▶ _Assignment_
Please count how many lines of the data include the word "them". Give only that number in reply.

▶ _Dataset excerpts_
--------------------
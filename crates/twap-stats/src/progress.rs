//! Terminal progress bars for the collection and resolution loops.

use indicatif::{ProgressBar, ProgressStyle};

const TEMPLATE: &str = "{msg:>12} [{bar:40}] {pos}/{len} ({eta})";

/// A bar over `len` steps drawn on stderr, or a hidden one when disabled.
pub fn progress_bar(len: usize, enabled: bool, message: &'static str) -> ProgressBar {
    if !enabled {
        return ProgressBar::hidden();
    }

    let bar = ProgressBar::new(len as u64);
    if let Ok(style) = ProgressStyle::with_template(TEMPLATE) {
        bar.set_style(style.progress_chars("=> "));
    }
    bar.set_message(message);
    bar
}

#[cfg(test)]
mod tests {
    use super::*;

    #[test]
    fn test_disabled_bar_is_hidden() {
        let bar = progress_bar(10, false, "collecting");
        assert!(bar.is_hidden());
        bar.inc(3);
        assert_eq!(bar.position(), 3);
    }

    #[test]
    fn test_template_is_valid() {
        assert!(ProgressStyle::with_template(TEMPLATE).is_ok());
    }
}
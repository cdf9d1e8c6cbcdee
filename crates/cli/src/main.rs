use clap::Parser;
use wd_cli::{cli::Cli, logging, runner};

#[tokio::main]
async fn main() {
    let cli = Cli::parse();
    logging::init_logging(cli.verbose);

    if let Err(err) = runner::run(cli).await {
        eprintln!("error: {err}");
        std::process::exit(1);
    }
}
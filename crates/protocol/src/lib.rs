//! Wire-level capability types for the WebDriver session protocol.
//!
//! This crate models the data that crosses the session-creation handshake:
//!
//! - **Capabilities**: the capability tree the client requests from the
//!   driver, with the merge rules that produce it
//! - **Dialect**: which wire-protocol variant (legacy vs. W3C) frames the
//!   handshake request
//! - **Headless injection**: browser-specific launch-argument mutation
//! - **Remote payloads**: the fields consumed from the driver's response
//!
//! Everything here is plain data over `serde_json::Value`; no I/O happens
//! in this crate.

pub mod capabilities;
pub mod dialect;
pub mod headless;
pub mod remote;

pub use capabilities::{BrowserFamily, Capabilities, CapabilityRequest, deep_merge};
pub use dialect::ProtocolDialect;
pub use headless::apply_headless;
pub use remote::NewSessionData;
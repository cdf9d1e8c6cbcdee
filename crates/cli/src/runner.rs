use std::sync::Arc;
use std::time::Instant;

use colored::Colorize;
use wd::{Endpoint, HttpTransport, LaunchOptions, Session};

use crate::cli::Cli;
use crate::config;
use crate::error::{CliError, Result};

/// Opens a session, reports the negotiated identity, and closes it.
pub async fn run(cli: Cli) -> Result<()> {
	let settings = cli.apply(config::load_settings(cli.config.as_deref())?);

	// The session never gates itself on this flag; the caller does.
	if !settings.start_session {
		return Err(CliError::SessionsDisabled);
	}

	let endpoint = settings.endpoint();
	let transport = Arc::new(HttpTransport::new(endpoint.clone()));
	let mut session = Session::new(settings, transport);

	let started = Instant::now();
	let data = session
		.create(LaunchOptions::default().headless(cli.headless))
		.await?;

	if session.output_enabled() {
		print_connected(&endpoint, started.elapsed().as_millis(), &data.describe());
	}

	session.close("session complete").await?;
	Ok(())
}

fn print_connected(endpoint: &Endpoint, elapsed_ms: u128, using: &str) {
	println!(
		"Connected to {} on port {} {}.",
		endpoint.host.cyan(),
		endpoint.port.to_string().cyan(),
		format!("({elapsed_ms}ms)").dimmed(),
	);
	println!("  Using: {}.", using.bright_blue());
}
//! Wire-protocol dialect detection.

use serde_json::Value;

use crate::capabilities::{BrowserFamily, Capabilities};

/// Which wire-protocol variant governs how capabilities are framed in the
/// session-creation request.
#[derive(Debug, Clone, Copy, PartialEq, Eq)]
pub enum ProtocolDialect {
    /// The legacy JSON wire protocol (`desiredCapabilities` framing).
    Legacy,
    /// The W3C WebDriver protocol (`capabilities` framing).
    W3C,
}

impl ProtocolDialect {
    /// Detects the dialect from a desired capability set.
    ///
    /// Pure function, consulted exactly once at capability-setup time.
    /// Chrome opts into W3C through the nested `chromeOptions.w3c` flag
    /// (absent means false); every other browser is legacy unless the
    /// driver negotiates otherwise during the handshake.
    pub fn detect(caps: &Capabilities) -> Self {
        if BrowserFamily::from_capabilities(caps) != BrowserFamily::Chrome {
            return Self::Legacy;
        }

        let w3c = caps
            .get("chromeOptions")
            .and_then(|opts| opts.get("w3c"))
            .and_then(Value::as_bool)
            .unwrap_or(false);

        if w3c { Self::W3C } else { Self::Legacy }
    }
}

impl std::fmt::Display for ProtocolDialect {
    fn fmt(&self, f: &mut std::fmt::Formatter<'_>) -> std::fmt::Result {
        match self {
            Self::Legacy => write!(f, "legacy"),
            Self::W3C => write!(f, "w3c"),
        }
    }
}
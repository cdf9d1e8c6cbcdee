//! Payloads consumed from the driver's responses.
//!
//! Only the fields the session layer actually reads are modeled;
//! everything else rides along inside the raw capability `Value`.

use serde::{Deserialize, Serialize};
use serde_json::Value;

/// The payload of a successful session-creation handshake.
#[derive(Debug, Clone, Serialize, Deserialize)]
pub struct NewSessionData {
    /// Opaque session identifier assigned by the driver.
    #[serde(rename = "sessionId")]
    pub session_id: String,
    /// Negotiated capabilities, authoritative for the session's lifetime.
    #[serde(default)]
    pub capabilities: Value,
}

impl NewSessionData {
    /// Renders a one-line description of the negotiated browser/platform.
    ///
    /// Reads diagnostic fields opportunistically: the legacy and W3C
    /// dialects spell them differently (`platform` vs `platformName`,
    /// `version` vs `browserVersion`), and a driver may omit any of them.
    pub fn describe(&self) -> String {
        let caps = &self.capabilities;

        let browser = str_field(caps, &["browserName"]).unwrap_or("unknown");
        let version = str_field(caps, &["version", "browserVersion"]).unwrap_or("unknown");
        let platform = str_field(caps, &["platform", "platformName"]).unwrap_or("unknown");

        match str_field(caps, &["platformVersion"]) {
            Some(platform_version) => {
                format!("{browser} ({version}) on {platform} {platform_version}")
            }
            None => format!("{browser} ({version}) on {platform}"),
        }
    }
}

/// Returns the first present string field among `names`.
fn str_field<'a>(caps: &'a Value, names: &[&str]) -> Option<&'a str> {
    names.iter().find_map(|name| caps.get(name)?.as_str())
}

#[cfg(test)]
mod tests {
    use serde_json::json;

    use super::*;

    #[test]
    fn deserializes_session_id_and_capabilities() {
        let data: NewSessionData = serde_json::from_value(json!({
            "sessionId": "abc123",
            "capabilities": {"browserName": "chrome"},
        }))
        .unwrap();

        assert_eq!(data.session_id, "abc123");
        assert_eq!(data.capabilities["browserName"], "chrome");
    }

    #[test]
    fn missing_capabilities_defaults_to_null() {
        let data: NewSessionData =
            serde_json::from_value(json!({"sessionId": "abc123"})).unwrap();
        assert!(data.capabilities.is_null());
    }

    #[test]
    fn describe_reads_legacy_field_names() {
        let data = NewSessionData {
            session_id: "s".into(),
            capabilities: json!({
                "browserName": "firefox",
                "version": "118.0",
                "platform": "LINUX",
            }),
        };
        assert_eq!(data.describe(), "firefox (118.0) on LINUX");
    }

    #[test]
    fn describe_reads_w3c_field_names_with_platform_version() {
        let data = NewSessionData {
            session_id: "s".into(),
            capabilities: json!({
                "browserName": "chrome",
                "browserVersion": "120.0",
                "platformName": "mac",
                "platformVersion": "14.2",
            }),
        };
        assert_eq!(data.describe(), "chrome (120.0) on mac 14.2");
    }

    #[test]
    fn describe_tolerates_absent_fields() {
        let data = NewSessionData {
            session_id: "s".into(),
            capabilities: json!({}),
        };
        assert_eq!(data.describe(), "unknown (unknown) on unknown");
    }
}
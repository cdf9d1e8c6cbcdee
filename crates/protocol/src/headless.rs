//! Headless launch-argument injection.
//!
//! Each supported browser family registers an injector that knows its own
//! option path and flag string, so adding a browser means adding a registry
//! entry rather than growing a central conditional.

use serde_json::{Map, Value, json};

use crate::capabilities::{BrowserFamily, Capabilities};

/// Mutates a desired capability set to request a headless launch.
type Injector = fn(&mut Capabilities);

/// Returns the headless injector for a browser family, if one exists.
fn injector(family: BrowserFamily) -> Option<Injector> {
    match family {
        BrowserFamily::Firefox => Some(inject_firefox),
        BrowserFamily::Chrome => Some(inject_chrome),
        BrowserFamily::Other => None,
    }
}

/// Applies headless mode to the desired capability set.
///
/// Returns true when an injector ran and mutated the set. No-op (and
/// false) when `requested` is false. Families without a registered
/// injector are silently ignored (traced at debug level); an unsupported
/// browser is not an error. Injection is append-only: applying twice
/// appends the flag twice. Launch args are never deduplicated here.
pub fn apply_headless(caps: &mut Capabilities, family: BrowserFamily, requested: bool) -> bool {
    if !requested {
        return false;
    }

    match injector(family) {
        Some(inject) => {
            inject(caps);
            true
        }
        None => {
            tracing::debug!(?family, "no headless injector for browser family; ignoring");
            false
        }
    }
}

/// Firefox takes `-headless` under `alwaysMatch."moz:firefoxOptions".args`.
fn inject_firefox(caps: &mut Capabilities) {
    let always_match = ensure_object(caps.as_map_mut(), "alwaysMatch");
    let opts = ensure_object(always_match, "moz:firefoxOptions");
    append_arg(opts, "-headless");
}

/// Chrome takes `--headless` under top-level `chromeOptions.args`.
fn inject_chrome(caps: &mut Capabilities) {
    let opts = ensure_object(caps.as_map_mut(), "chromeOptions");
    append_arg(opts, "--headless");
}

/// Returns the object at `key`, inserting an empty one if absent or if the
/// existing value is not an object.
fn ensure_object<'a>(map: &'a mut Map<String, Value>, key: &str) -> &'a mut Map<String, Value> {
    if !map.get(key).is_some_and(Value::is_object) {
        map.insert(key.to_string(), json!({}));
    }
    map.get_mut(key)
        .and_then(Value::as_object_mut)
        .unwrap_or_else(|| unreachable!("object inserted above"))
}

/// Appends `arg` to the block's `args` list, creating the list if absent.
/// Existing entries are never replaced.
fn append_arg(opts: &mut Map<String, Value>, arg: &str) {
    match opts.get_mut("args").and_then(Value::as_array_mut) {
        Some(args) => args.push(json!(arg)),
        None => {
            opts.insert("args".to_string(), json!([arg]));
        }
    }
}
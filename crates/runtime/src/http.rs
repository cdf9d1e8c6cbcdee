//! HTTP transport against a driver endpoint.
//!
//! Frames the new-session request per the dialect in effect, parses the
//! driver's response in either wire shape, and remembers the active
//! session id so close can address `DELETE /session/{id}`.

use std::future::Future;
use std::pin::Pin;
use std::sync::Arc;

use parking_lot::Mutex;
use serde_json::{Value, json};
use wd_protocol::{CapabilityRequest, NewSessionData, ProtocolDialect};

use crate::error::{Error, Result};
use crate::transport::{HandshakeCompleter, HandshakeHandle, Transport};

/// A driver endpoint address.
#[derive(Debug, Clone, PartialEq, Eq)]
pub struct Endpoint {
    pub host: String,
    pub port: u16,
}

impl Endpoint {
    pub fn new(host: impl Into<String>, port: u16) -> Self {
        Self {
            host: host.into(),
            port,
        }
    }

    /// Base URL for wire requests.
    pub fn base_url(&self) -> String {
        format!("http://{}:{}", self.host, self.port)
    }
}

impl std::fmt::Display for Endpoint {
    fn fmt(&self, f: &mut std::fmt::Formatter<'_>) -> std::fmt::Result {
        write!(f, "{}:{}", self.host, self.port)
    }
}

/// HTTP-based [`Transport`] implementation.
pub struct HttpTransport {
    endpoint: Endpoint,
    client: reqwest::Client,
    /// Session id of the currently active session, if any.
    active: Arc<Mutex<Option<String>>>,
}

impl HttpTransport {
    pub fn new(endpoint: Endpoint) -> Self {
        Self {
            endpoint,
            client: reqwest::Client::new(),
            active: Arc::new(Mutex::new(None)),
        }
    }

    /// The endpoint this transport talks to.
    pub fn endpoint(&self) -> &Endpoint {
        &self.endpoint
    }

    /// Session id currently tracked as active, if any.
    pub fn active_session(&self) -> Option<String> {
        self.active.lock().clone()
    }
}

impl Transport for HttpTransport {
    fn create_session(&self, request: CapabilityRequest) -> HandshakeHandle {
        // The completion pair exists before the request task is spawned,
        // so the outcome cannot race past its listener.
        let (completer, handle) = HandshakeCompleter::pair();

        let client = self.client.clone();
        let url = format!("{}/session", self.endpoint.base_url());
        let body = new_session_body(&request);
        let active = Arc::clone(&self.active);

        tracing::debug!(%url, dialect = %request.dialect(), "sending new-session request");

        tokio::spawn(async move {
            match send_new_session(&client, &url, body).await {
                Ok(data) => {
                    tracing::debug!(session_id = %data.session_id, "session created");
                    *active.lock() = Some(data.session_id.clone());
                    completer.succeed(data);
                }
                Err(err) => {
                    tracing::debug!(error = %err, "new-session request failed");
                    completer.fail(err);
                }
            }
        });

        handle
    }

    fn close_session(&self) -> Pin<Box<dyn Future<Output = Result<Value>> + Send + '_>> {
        Box::pin(async move {
            let session_id = self.active.lock().clone().ok_or(Error::NoActiveSession)?;
            let url = format!("{}/session/{}", self.endpoint.base_url(), session_id);

            tracing::debug!(%url, "closing session");
            let response = self.client.delete(&url).send().await?;
            let body = parse_close_body(&response.text().await?)?;

            *self.active.lock() = None;
            Ok(body)
        })
    }
}

/// Parses a close-session response body.
///
/// Drivers commonly answer a delete with an empty body; that resolves
/// to `Null`. A body that is present but not JSON is an error.
fn parse_close_body(body: &str) -> Result<Value> {
    if body.trim().is_empty() {
        return Ok(Value::Null);
    }
    Ok(serde_json::from_str(body)?)
}

async fn send_new_session(client: &reqwest::Client, url: &str, body: Value) -> Result<NewSessionData> {
    let response = client.post(url).json(&body).send().await?;
    let payload = response.json::<Value>().await?;
    parse_new_session(&payload)
}

/// Frames the new-session body for the dialect in effect.
///
/// Legacy drivers read `desiredCapabilities`; W3C drivers read the
/// `capabilities` block, which carries the request's owned wire block.
/// The desired set is sent in both cases so mixed-mode drivers can pick
/// either.
fn new_session_body(request: &CapabilityRequest) -> Value {
    match request.dialect() {
        ProtocolDialect::Legacy => json!({
            "desiredCapabilities": request.desired(),
        }),
        ProtocolDialect::W3C => json!({
            "desiredCapabilities": request.desired(),
            "capabilities": request.wire(),
        }),
    }
}

/// Parses a new-session response in either wire shape.
///
/// W3C nests the payload under `value`; the legacy protocol puts
/// `sessionId` at the top level with the capabilities as `value`.
/// Driver-reported errors arrive as `value.error`/`value.message`.
fn parse_new_session(payload: &Value) -> Result<NewSessionData> {
    if let Some(name) = payload["value"]["error"].as_str() {
        return Err(Error::Driver {
            name: name.to_string(),
            message: payload["value"]["message"]
                .as_str()
                .unwrap_or_default()
                .to_string(),
        });
    }

    if payload["value"]["sessionId"].is_string() {
        return Ok(serde_json::from_value(payload["value"].clone())?);
    }

    if let Some(session_id) = payload["sessionId"].as_str() {
        return Ok(NewSessionData {
            session_id: session_id.to_string(),
            capabilities: payload["value"].clone(),
        });
    }

    Err(Error::ProtocolError(
        "new-session response carries no sessionId".to_string(),
    ))
}
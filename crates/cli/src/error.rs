use std::path::PathBuf;

use thiserror::Error;

pub type Result<T> = std::result::Result<T, CliError>;

#[derive(Debug, Error)]
pub enum CliError {
	#[error("failed to load config {path}: {source}")]
	Config {
		path: PathBuf,
		#[source]
		source: anyhow::Error,
	},

	#[error("session start is disabled in the settings")]
	SessionsDisabled,

	#[error(transparent)]
	Io(#[from] std::io::Error),

	#[error(transparent)]
	Json(#[from] serde_json::Error),

	#[error(transparent)]
	Session(#[from] wd::Error),
}
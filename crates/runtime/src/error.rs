//! Error types for the WebDriver runtime.

use thiserror::Error;

/// Result type alias for runtime operations.
pub type Result<T> = std::result::Result<T, Error>;

/// Errors that can occur while talking to a driver endpoint.
#[derive(Debug, Error)]
pub enum Error {
    /// Failed to reach the driver endpoint.
    #[error("Failed to connect to webdriver endpoint: {0}")]
    ConnectionFailed(String),

    /// Driver-reported failure with the wire error payload.
    #[error("{name}: {message}")]
    Driver {
        /// Error code name from the driver (e.g., "session not created").
        name: String,
        /// Human-readable message from the driver.
        message: String,
    },

    /// Response payload did not carry the fields the handshake requires.
    #[error("Protocol error: {0}")]
    ProtocolError(String),

    /// Close was requested with no active session on the transport.
    #[error("No active session to close")]
    NoActiveSession,

    /// The pending handshake completion was dropped without resolving.
    #[error("Handshake channel closed unexpectedly")]
    ChannelClosed,

    /// HTTP-level error.
    #[error("HTTP error: {0}")]
    Http(#[from] reqwest::Error),

    /// JSON serialization/deserialization error.
    #[error("JSON error: {0}")]
    Json(#[from] serde_json::Error),

    /// I/O error.
    #[error("I/O error: {0}")]
    Io(#[from] std::io::Error),
}

impl Error {
    /// Returns the driver error name if this is a driver-reported failure.
    pub fn driver_name(&self) -> Option<&str> {
        match self {
            Error::Driver { name, .. } => Some(name),
            _ => None,
        }
    }

    /// Returns true when the endpoint could not be reached at all.
    pub fn is_connection_failure(&self) -> bool {
        match self {
            Error::ConnectionFailed(_) => true,
            Error::Http(err) => err.is_connect(),
            _ => false,
        }
    }
}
--------------------
▶ _Task answer_
2